Consequently the Indian troops “seemed reluctant to storm the Turkish trench lines,” reports Gilbert.
“There was an additional cause for fear,” he writes. “On the first night of the battle, wounded men who could not be found in the intense blackness of the night were robbed by marauding Arabs, mutilated and murdered.”
Still it takes but a few days for the British to consolidate their hold on the territory south of Kut.
Initially the Turkish defenses are too weak and in disarray. The British do not view the Turks as formidable enemies. “Among the captured Turkish weapons was a Persian canon from the time of Napoleon; it was dated 1802.”
“The Anglo-Indian troops,” writes historian Eugene Rogan, “had gained in experience and won the self-confidence that came with repeated victories.”
Initially they seem unstoppable. “The British had come 380 miles from the sea,” reports Gilbert. “The way seemed clear” for further advances. Baghdad is only 22 miles away.
Still, marching on to Baghdad cannot take place without British reinforcements. British supply lines are stretched thinner and thinner as the British press northward.
As for the Ottoman forces, they are working tirelessly to bolster their defenses. “A dangerous new dynamic was transforming the Mesopotamian front to Britain’s disadvantage,” reports Rogan. “Ottoman numbers were expanding while British forces were being progressively depleted.”
The British plan a multi-front assault on the Turkish forces for September 28th, exactly one hundred years ago. But right away some British units get lost in the early morning attack. Contrary to plans, the British are forced to attack in broad daylight.
“The British not only lost the crucial element of surprise,” writes Rogan, “but also found themselves exposed to heavy artillery and machine-gun fire.”
“Ottoman forces put up a determined defense of their lines and inflicted heavy casualties on the exposed British attackers.”
“The two armies battered each other from dawn to sundown.”
That night the Ottoman forces silently withdraw. The way is open for the British to seize Kut. They do exactly that on September 28th.

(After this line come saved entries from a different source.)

//! Campaign resolution with portfolio disambiguation

use std::collections::BTreeSet;

use resolver_types::{Candidate, EntityLevel, ResolvedId};

use super::{decide, Resolver, Step};

impl Resolver<'_> {
    /// Resolve a campaign by normalized name.
    ///
    /// When the row's portfolio name maps to exactly one portfolio id, same-named
    /// campaigns outside that portfolio are dropped, unless that would drop all
    /// of them.
    pub fn campaign(&self, name_norm: &str, portfolio_name_norm: Option<&str>) -> ResolvedId {
        if let Step::Decided(outcome) = self.override_step(EntityLevel::Campaign, name_norm, None) {
            return outcome;
        }

        let entries = self.index.campaigns_named(name_norm);
        let portfolio_id = portfolio_name_norm.and_then(|p| self.unique_portfolio(p));

        let narrowed: Vec<Candidate> = match portfolio_id {
            Some(pid) => entries
                .iter()
                .filter(|e| e.portfolio_id.as_deref() == Some(pid))
                .map(|e| Candidate::snapshot(e.campaign_id.clone()))
                .collect(),
            None => Vec::new(),
        };
        let candidates = if narrowed.is_empty() {
            entries
                .iter()
                .map(|e| Candidate::snapshot(e.campaign_id.clone()))
                .collect()
        } else {
            narrowed
        };

        if let Step::Decided(outcome) = decide(candidates) {
            return outcome;
        }

        if let Step::Decided(outcome) = self.history_step(EntityLevel::Campaign, name_norm, None) {
            return outcome;
        }

        ResolvedId::Unmapped
    }

    /// The single portfolio id for a name, if there is exactly one
    fn unique_portfolio(&self, portfolio_name_norm: &str) -> Option<&str> {
        let ids: BTreeSet<&str> = self
            .index
            .portfolios_named(portfolio_name_norm)
            .iter()
            .map(String::as_str)
            .collect();
        if ids.len() == 1 {
            ids.into_iter().next()
        } else {
            None
        }
    }
}
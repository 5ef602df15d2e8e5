//! Report row mapping
//!
//! Turns a batch of normalized report rows into fact rows with resolved ids,
//! resolving top-down (campaign, then ad group, then target or ad) and
//! stopping at the first level that fails. Rows that do not resolve are
//! still emitted, with a null leaf id and a synthetic key, so that metrics
//! are never dropped and re-uploads stay idempotent.

pub mod keys;

use chrono::NaiveDate;
use uuid::Uuid;

use resolver_types::{
    AccountId, EntityId, EntityLevel, FactRow, IssueType, MappingIssue, ReportKind, ReportRow,
    ResolvedId,
};

use crate::config::ResolverConfig;
use crate::error::{ResolverError, Result};
use crate::issues::IssueCollector;
use crate::lookup::LookupIndex;
use crate::resolve::{Resolver, TargetQuery};

pub use keys::{natural_key, CanonicalKey};

/// Identity of the upload being mapped
#[derive(Debug, Clone, PartialEq, Eq)]
pub struct MappingContext {
    pub account_id: AccountId,
    pub upload_id: Uuid,
    pub report_kind: ReportKind,
}

/// Fact rows plus coalesced issues for one batch
#[derive(Debug, Clone, Default, PartialEq, Eq)]
pub struct MappingOutput {
    pub facts: Vec<FactRow>,
    pub issues: Vec<MappingIssue>,
}

impl MappingOutput {
    pub fn resolved_count(&self) -> usize {
        self.facts.iter().filter(|f| f.is_resolved()).count()
    }

    pub fn unresolved_count(&self) -> usize {
        self.facts.len() - self.resolved_count()
    }
}

/// Ids resolved so far for one row
#[derive(Debug, Default)]
struct RowIds {
    campaign: Option<EntityId>,
    ad_group: Option<EntityId>,
    target: Option<EntityId>,
    ad: Option<EntityId>,
}

impl RowIds {
    fn leaf(&self, kind: ReportKind) -> Option<&EntityId> {
        match kind.leaf_level() {
            EntityLevel::Campaign => self.campaign.as_ref(),
            EntityLevel::AdGroup => self.ad_group.as_ref(),
            EntityLevel::Target => self.target.as_ref(),
            EntityLevel::Ad => self.ad.as_ref(),
        }
    }
}

/// Reject the batch at the first row breaking the upstream parsing contract
pub fn validate_rows(kind: ReportKind, rows: &[ReportRow]) -> Result<()> {
    for (index, row) in rows.iter().enumerate() {
        if let Some(field) = row.missing_field(kind) {
            return Err(ResolverError::InvalidRow { index, field });
        }
    }
    Ok(())
}

fn row_date(index: usize, row: &ReportRow) -> Result<NaiveDate> {
    row.date
        .ok_or(ResolverError::InvalidRow { index, field: "date" })
}

fn fact_row(context: &MappingContext, row: &ReportRow, date: NaiveDate, ids: RowIds) -> FactRow {
    let resolved_id = ids.leaf(context.report_kind).cloned();
    let synthetic_key = match resolved_id {
        Some(_) => None,
        None => Some(natural_key(context.report_kind, row)),
    };

    FactRow {
        account_id: context.account_id.clone(),
        upload_id: context.upload_id,
        report_kind: context.report_kind,
        date,
        campaign_name_raw: row.campaign_name_raw.clone(),
        campaign_name_norm: row.campaign_name_norm.clone(),
        portfolio_name_norm: row.portfolio_name_norm.clone(),
        ad_group_name_norm: row.ad_group_name_norm.clone(),
        expression_norm: row.expression_norm.clone(),
        match_type_norm: row.match_type_norm.clone(),
        search_term_norm: row.search_term_norm.clone(),
        sku_norm: row.sku_norm.clone(),
        asin_norm: row.asin_norm.clone(),
        placement_norm: row.placement_norm.clone(),
        cost_type_norm: row.cost_type_norm.clone(),
        campaign_id: ids.campaign,
        ad_group_id: ids.ad_group,
        target_id: ids.target,
        ad_id: ids.ad,
        resolved_id,
        synthetic_key,
        metrics: row.metrics.clone(),
    }
}

/// Park a batch for which no snapshot qualifies.
///
/// Every row becomes an unresolved fact and the batch yields one
/// `missing_bulk_snapshot` issue counting all of its rows.
pub fn park_batch(
    context: &MappingContext,
    reference_date: NaiveDate,
    rows: &[ReportRow],
) -> Result<MappingOutput> {
    validate_rows(context.report_kind, rows)?;

    let facts = rows
        .iter()
        .enumerate()
        .map(|(index, row)| Ok(fact_row(context, row, row_date(index, row)?, RowIds::default())))
        .collect::<Result<Vec<_>>>()?;

    let mut issues = IssueCollector::new();
    if !rows.is_empty() {
        let key = CanonicalKey::new()
            .text("account_id", Some(context.account_id.as_str()))
            .text("report_kind", Some(context.report_kind.as_str()))
            .text("reference_date", Some(reference_date.to_string().as_str()))
            .to_json();
        issues.record_failure(
            EntityLevel::Campaign,
            IssueType::MissingBulkSnapshot,
            &key,
            None,
            rows.len() as u64,
        );
    }

    tracing::warn!(
        account_id = %context.account_id,
        report_kind = %context.report_kind,
        reference_date = %reference_date,
        rows = rows.len(),
        "No bulk snapshot qualifies; batch parked"
    );

    Ok(MappingOutput {
        facts,
        issues: issues.finish(),
    })
}

/// Maps report rows of one upload against one lookup index
pub struct RowMapper<'a> {
    resolver: Resolver<'a>,
    config: &'a ResolverConfig,
    context: &'a MappingContext,
}

impl<'a> RowMapper<'a> {
    pub fn new(
        index: &'a LookupIndex,
        config: &'a ResolverConfig,
        context: &'a MappingContext,
        reference_date: NaiveDate,
    ) -> Self {
        Self {
            resolver: Resolver::new(index, config, reference_date),
            config,
            context,
        }
    }

    /// Map a whole batch. Issues are coalesced across the batch, so a key
    /// that resolves on any row produces no issue.
    pub fn map_rows(&self, rows: &[ReportRow]) -> Result<MappingOutput> {
        validate_rows(self.context.report_kind, rows)?;

        let mut issues = IssueCollector::new();
        let facts = rows
            .iter()
            .enumerate()
            .map(|(index, row)| {
                let date = row_date(index, row)?;
                let ids = self.resolve_row(row, &mut issues);
                Ok(fact_row(self.context, row, date, ids))
            })
            .collect::<Result<Vec<_>>>()?;

        let output = MappingOutput {
            facts,
            issues: issues.finish(),
        };

        tracing::info!(
            account_id = %self.context.account_id,
            report_kind = %self.context.report_kind,
            reference_date = %self.resolver.reference_date(),
            snapshot_date = %self.resolver.index().snapshot_date(),
            rows = rows.len(),
            resolved = output.resolved_count(),
            unresolved = output.unresolved_count(),
            issues = output.issues.len(),
            "Mapped report rows"
        );

        Ok(output)
    }

    fn resolve_row(&self, row: &ReportRow, issues: &mut IssueCollector) -> RowIds {
        let mut ids = RowIds::default();

        let campaign = self
            .resolver
            .campaign(&row.campaign_name_norm, row.portfolio_name_norm.as_deref());
        issues.record(EntityLevel::Campaign, &keys::campaign_issue_key(row), &campaign);
        let ResolvedId::Ok(campaign_id) = campaign else {
            return ids;
        };
        ids.campaign = Some(campaign_id.clone());

        match self.context.report_kind {
            ReportKind::Campaign | ReportKind::Placement => {}
            ReportKind::AdGroup => {
                self.resolve_ad_group(&campaign_id, row, &mut ids, issues);
            }
            ReportKind::Targeting => {
                if let Some(ad_group_id) = self.resolve_ad_group(&campaign_id, row, &mut ids, issues) {
                    let query = target_query(row);
                    let outcome = self.resolver.target(&ad_group_id, &query);
                    let key = keys::target_issue_key(&campaign_id, Some(ad_group_id.as_str()), row);
                    issues.record(EntityLevel::Target, &key, &outcome);
                    ids.target = outcome.id().cloned();
                }
            }
            ReportKind::SearchTerm => self.resolve_matched_target(&campaign_id, row, &mut ids, issues),
            ReportKind::AdvertisedProduct => {
                if let Some(ad_group_id) = self.resolve_ad_group(&campaign_id, row, &mut ids, issues) {
                    let outcome = self.resolver.ad(
                        &ad_group_id,
                        row.sku_norm.as_deref(),
                        row.asin_norm.as_deref(),
                    );
                    issues.record(EntityLevel::Ad, &keys::ad_issue_key(&ad_group_id, row), &outcome);
                    ids.ad = outcome.id().cloned();
                }
            }
        }

        ids
    }

    fn resolve_ad_group(
        &self,
        campaign_id: &str,
        row: &ReportRow,
        ids: &mut RowIds,
        issues: &mut IssueCollector,
    ) -> Option<EntityId> {
        let name = row.ad_group_name_norm.as_deref().unwrap_or_default();
        let outcome = self.resolver.ad_group(campaign_id, name);
        issues.record(EntityLevel::AdGroup, &keys::ad_group_issue_key(campaign_id, name), &outcome);
        ids.ad_group = outcome.id().cloned();
        ids.ad_group.clone()
    }

    /// Matched-target rows: the reported ad group is a hint, not a key.
    ///
    /// An ad-group failure is only reported when the target also fails to
    /// resolve; a target found at campaign scope fills in its own ad group.
    fn resolve_matched_target(
        &self,
        campaign_id: &str,
        row: &ReportRow,
        ids: &mut RowIds,
        issues: &mut IssueCollector,
    ) {
        let query = target_query(row);
        let ad_group_name = crate::normalize::non_blank(row.ad_group_name_norm.as_deref());
        let ad_group = ad_group_name.map(|name| (name, self.resolver.ad_group(campaign_id, name)));
        let ad_group_id = ad_group.as_ref().and_then(|(_, outcome)| outcome.id().cloned());

        let outcome = match (&ad_group_id, self.config.targets.campaign_scoped_fallback) {
            (_, true) => self
                .resolver
                .target_with_fallback(campaign_id, ad_group_id.as_deref(), &query),
            (Some(ad_group_id), false) => self.resolver.target(ad_group_id, &query),
            (None, false) if ad_group_name.is_none() => self.resolver.target_in_campaign(campaign_id, &query),
            (None, false) => ResolvedId::Unmapped,
        };

        if let Some((name, ad_group_outcome)) = &ad_group {
            if ad_group_outcome.is_ok() || !outcome.is_ok() {
                let key = keys::ad_group_issue_key(campaign_id, name);
                issues.record(EntityLevel::AdGroup, &key, ad_group_outcome);
            }
        }

        // Without the fallback a failed ad group stops the chain here.
        if ad_group_name.is_some() && ad_group_id.is_none() && !self.config.targets.campaign_scoped_fallback {
            return;
        }

        let key = keys::target_issue_key(campaign_id, ad_group_id.as_deref(), row);
        issues.record(EntityLevel::Target, &key, &outcome);

        // The target's own ad group wins over the reported one.
        if let ResolvedId::Ok(target_id) = outcome {
            ids.ad_group = self
                .resolver
                .index()
                .ancestor_of(EntityLevel::Target, &target_id, EntityLevel::AdGroup)
                .map(str::to_string)
                .or(ad_group_id);
            ids.target = Some(target_id);
        } else {
            ids.ad_group = ad_group_id;
        }
    }
}

fn target_query(row: &ReportRow) -> TargetQuery<'_> {
    TargetQuery {
        expression_norm: row.expression_norm.as_deref().unwrap_or_default(),
        match_type_norm: crate::normalize::non_blank(row.match_type_norm.as_deref()),
        is_negative: row.is_negative,
    }
}
//! Canonical keys for issues and synthetic fact identities
//!
//! Keys are JSON objects with sorted field names, every field present and
//! nulls explicit, so the same row always produces the same bytes. The
//! synthetic key digest is a hex blake3 hash of that JSON.

use std::collections::BTreeMap;

use serde_json::Value;

use resolver_types::{ReportKind, ReportRow, SyntheticKey};

use crate::normalize::non_blank;

/// Builder for a canonical JSON object
#[derive(Debug, Clone, Default)]
pub struct CanonicalKey {
    fields: BTreeMap<&'static str, Value>,
}

impl CanonicalKey {
    pub fn new() -> Self {
        Self::default()
    }

    /// Add a text field; `None` and blank values become `null`
    pub fn text(mut self, field: &'static str, value: Option<&str>) -> Self {
        let value = non_blank(value).map_or(Value::Null, |v| Value::String(v.to_string()));
        self.fields.insert(field, value);
        self
    }

    pub fn flag(mut self, field: &'static str, value: bool) -> Self {
        self.fields.insert(field, Value::Bool(value));
        self
    }

    pub fn to_json(&self) -> String {
        let object: serde_json::Map<String, Value> = self
            .fields
            .iter()
            .map(|(k, v)| (k.to_string(), v.clone()))
            .collect();
        Value::Object(object).to_string()
    }

    pub fn into_synthetic(self) -> SyntheticKey {
        let json = self.to_json();
        let digest = digest(&json);
        SyntheticKey { json, digest }
    }
}

/// Hex blake3 digest of a canonical key
pub fn digest(json: &str) -> String {
    blake3::hash(json.as_bytes()).to_hex().to_string()
}

/// Synthetic identity of a row: every normalized field except the date,
/// which the fact upsert key already carries.
pub fn natural_key(kind: ReportKind, row: &ReportRow) -> SyntheticKey {
    CanonicalKey::new()
        .text("report_kind", Some(kind.as_str()))
        .text("campaign", Some(row.campaign_name_norm.as_str()))
        .text("portfolio", row.portfolio_name_norm.as_deref())
        .text("ad_group", row.ad_group_name_norm.as_deref())
        .text("expression", row.expression_norm.as_deref())
        .text("match_type", row.match_type_norm.as_deref())
        .flag("is_negative", row.is_negative)
        .text("search_term", row.search_term_norm.as_deref())
        .text("sku", row.sku_norm.as_deref())
        .text("asin", row.asin_norm.as_deref())
        .text("placement", row.placement_norm.as_deref())
        .text("cost_type", row.cost_type_norm.as_deref())
        .into_synthetic()
}

pub(crate) fn campaign_issue_key(row: &ReportRow) -> String {
    CanonicalKey::new()
        .text("campaign", Some(row.campaign_name_norm.as_str()))
        .text("portfolio", row.portfolio_name_norm.as_deref())
        .to_json()
}

pub(crate) fn ad_group_issue_key(campaign_id: &str, ad_group_name_norm: &str) -> String {
    CanonicalKey::new()
        .text("campaign_id", Some(campaign_id))
        .text("ad_group", Some(ad_group_name_norm))
        .to_json()
}

pub(crate) fn target_issue_key(campaign_id: &str, ad_group_id: Option<&str>, row: &ReportRow) -> String {
    CanonicalKey::new()
        .text("campaign_id", Some(campaign_id))
        .text("ad_group_id", ad_group_id)
        .text("expression", row.expression_norm.as_deref())
        .text("match_type", row.match_type_norm.as_deref())
        .flag("is_negative", row.is_negative)
        .to_json()
}

pub(crate) fn ad_issue_key(ad_group_id: &str, row: &ReportRow) -> String {
    CanonicalKey::new()
        .text("ad_group_id", Some(ad_group_id))
        .text("sku", row.sku_norm.as_deref())
        .text("asin", row.asin_norm.as_deref())
        .to_json()
}
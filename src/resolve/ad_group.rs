//! Ad group resolution, scoped under a resolved campaign

use resolver_types::{Candidate, EntityLevel, ResolvedId};

use super::{decide, Resolver, Scope, Step};

impl Resolver<'_> {
    /// Resolve an ad group by name under `campaign_id`.
    pub fn ad_group(&self, campaign_id: &str, name_norm: &str) -> ResolvedId {
        let scope = Scope::campaign(campaign_id);

        if let Step::Decided(outcome) = self.override_step(EntityLevel::AdGroup, name_norm, Some(scope)) {
            return outcome;
        }

        let candidates = self
            .index
            .ad_groups_named(campaign_id, name_norm)
            .iter()
            .map(|id| Candidate::snapshot(id.clone()))
            .collect();
        if let Step::Decided(outcome) = decide(candidates) {
            return outcome;
        }

        if let Step::Decided(outcome) = self.history_step(EntityLevel::AdGroup, name_norm, Some(scope)) {
            return outcome;
        }

        ResolvedId::Unmapped
    }
}

#[cfg(test)]
mod tests {
    use chrono::NaiveDate;
    use resolver_types::{AdGroupRow, ManualOverrideRow, NameHistoryRow, Snapshot};

    use super::*;
    use crate::config::ResolverConfig;
    use crate::lookup::LookupIndex;

    fn date(s: &str) -> NaiveDate {
        NaiveDate::parse_from_str(s, "%Y-%m-%d").unwrap()
    }

    fn ad_group(id: &str, campaign_id: &str, name: &str) -> AdGroupRow {
        AdGroupRow {
            ad_group_id: id.to_string(),
            campaign_id: campaign_id.to_string(),
            name_raw: name.to_string(),
            name_norm: name.to_string(),
            state: None,
            default_bid: None,
        }
    }

    fn snapshot() -> Snapshot {
        let mut s = Snapshot::new("acct", date("2025-01-15"));
        s.ad_groups = vec![ad_group("ga", "A", "x"), ad_group("gb", "B", "y")];
        s
    }

    #[test]
    fn test_scoped_match() {
        let index = LookupIndex::build(&snapshot(), &[], &[]);
        let config = ResolverConfig::default();
        let resolver = Resolver::new(&index, &config, date("2025-01-20"));
        assert_eq!(resolver.ad_group("A", "x"), ResolvedId::Ok("ga".into()));
    }

    #[test]
    fn test_wrong_parent_never_resolves() {
        let index = LookupIndex::build(&snapshot(), &[], &[]);
        let config = ResolverConfig::default();
        let resolver = Resolver::new(&index, &config, date("2025-01-20"));
        assert_eq!(resolver.ad_group("B", "x"), ResolvedId::Unmapped);
    }

    #[test]
    fn test_global_override_under_other_parent_is_unmapped() {
        // "x" under campaign B, override points at the ad group living under A.
        let overrides = vec![ManualOverrideRow::new(EntityLevel::AdGroup, "x", "ga")];
        let index = LookupIndex::build(&snapshot(), &overrides, &[]);
        let config = ResolverConfig::default();
        let resolver = Resolver::new(&index, &config, date("2025-01-20"));

        assert_eq!(resolver.ad_group("B", "x"), ResolvedId::Unmapped);
        assert_eq!(resolver.ad_group("A", "x"), ResolvedId::Ok("ga".into()));
    }

    #[test]
    fn test_override_scoped_to_declared_parent() {
        let overrides = vec![ManualOverrideRow::new(EntityLevel::AdGroup, "y", "g-new").under_parent("A")];
        let index = LookupIndex::build(&snapshot(), &overrides, &[]);
        let config = ResolverConfig::default();
        let resolver = Resolver::new(&index, &config, date("2025-01-20"));

        // Declared for campaign A only; campaign B falls through to the snapshot.
        assert_eq!(resolver.ad_group("B", "y"), ResolvedId::Ok("gb".into()));
        assert_eq!(resolver.ad_group("A", "y"), ResolvedId::Ok("g-new".into()));
    }

    #[test]
    fn test_history_scoped_by_parent() {
        let history = vec![
            NameHistoryRow::open(EntityLevel::AdGroup, "g-old-a", "legacy", date("2024-01-01")).with_parent("A"),
            NameHistoryRow::open(EntityLevel::AdGroup, "g-old-b", "legacy", date("2024-01-01")).with_parent("B"),
        ];
        let index = LookupIndex::build(&snapshot(), &[], &history);
        let config = ResolverConfig::default();
        let resolver = Resolver::new(&index, &config, date("2025-01-20"));

        assert_eq!(resolver.ad_group("A", "legacy"), ResolvedId::Ok("g-old-a".into()));
        assert_eq!(resolver.ad_group("C", "legacy"), ResolvedId::Unmapped);
    }

    #[test]
    fn test_history_without_parent_uses_snapshot_parent() {
        let history = vec![NameHistoryRow::open(EntityLevel::AdGroup, "ga", "renamed", date("2024-01-01"))];
        let index = LookupIndex::build(&snapshot(), &[], &history);
        let config = ResolverConfig::default();
        let resolver = Resolver::new(&index, &config, date("2025-01-20"));

        assert_eq!(resolver.ad_group("A", "renamed"), ResolvedId::Ok("ga".into()));
        assert_eq!(resolver.ad_group("B", "renamed"), ResolvedId::Unmapped);
    }

    #[test]
    fn test_parentless_history_for_unknown_entity_is_unmapped() {
        let history = vec![NameHistoryRow::open(EntityLevel::AdGroup, "g-gone", "retired", date("2024-01-01"))];
        let index = LookupIndex::build(&snapshot(), &[], &history);
        let config = ResolverConfig::default();
        let resolver = Resolver::new(&index, &config, date("2025-01-20"));

        assert_eq!(resolver.ad_group("A", "retired"), ResolvedId::Unmapped);
        assert_eq!(resolver.ad_group("B", "retired"), ResolvedId::Unmapped);
    }
}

“In the end,” observes Rogan, “the Turks did not force the British to fight further for Kut. British aerial reconnaissance reported on 29 September that the Ottomans had abandoned the town and completed an orderly retreat upriver towards Baghdad.”
But, writes Rogan, the British lose the opportunity to surround and destroy the Ottoman army. The ironic lesson: the British-Indian force “grew more vulnerable with every battle it won in Iraq.”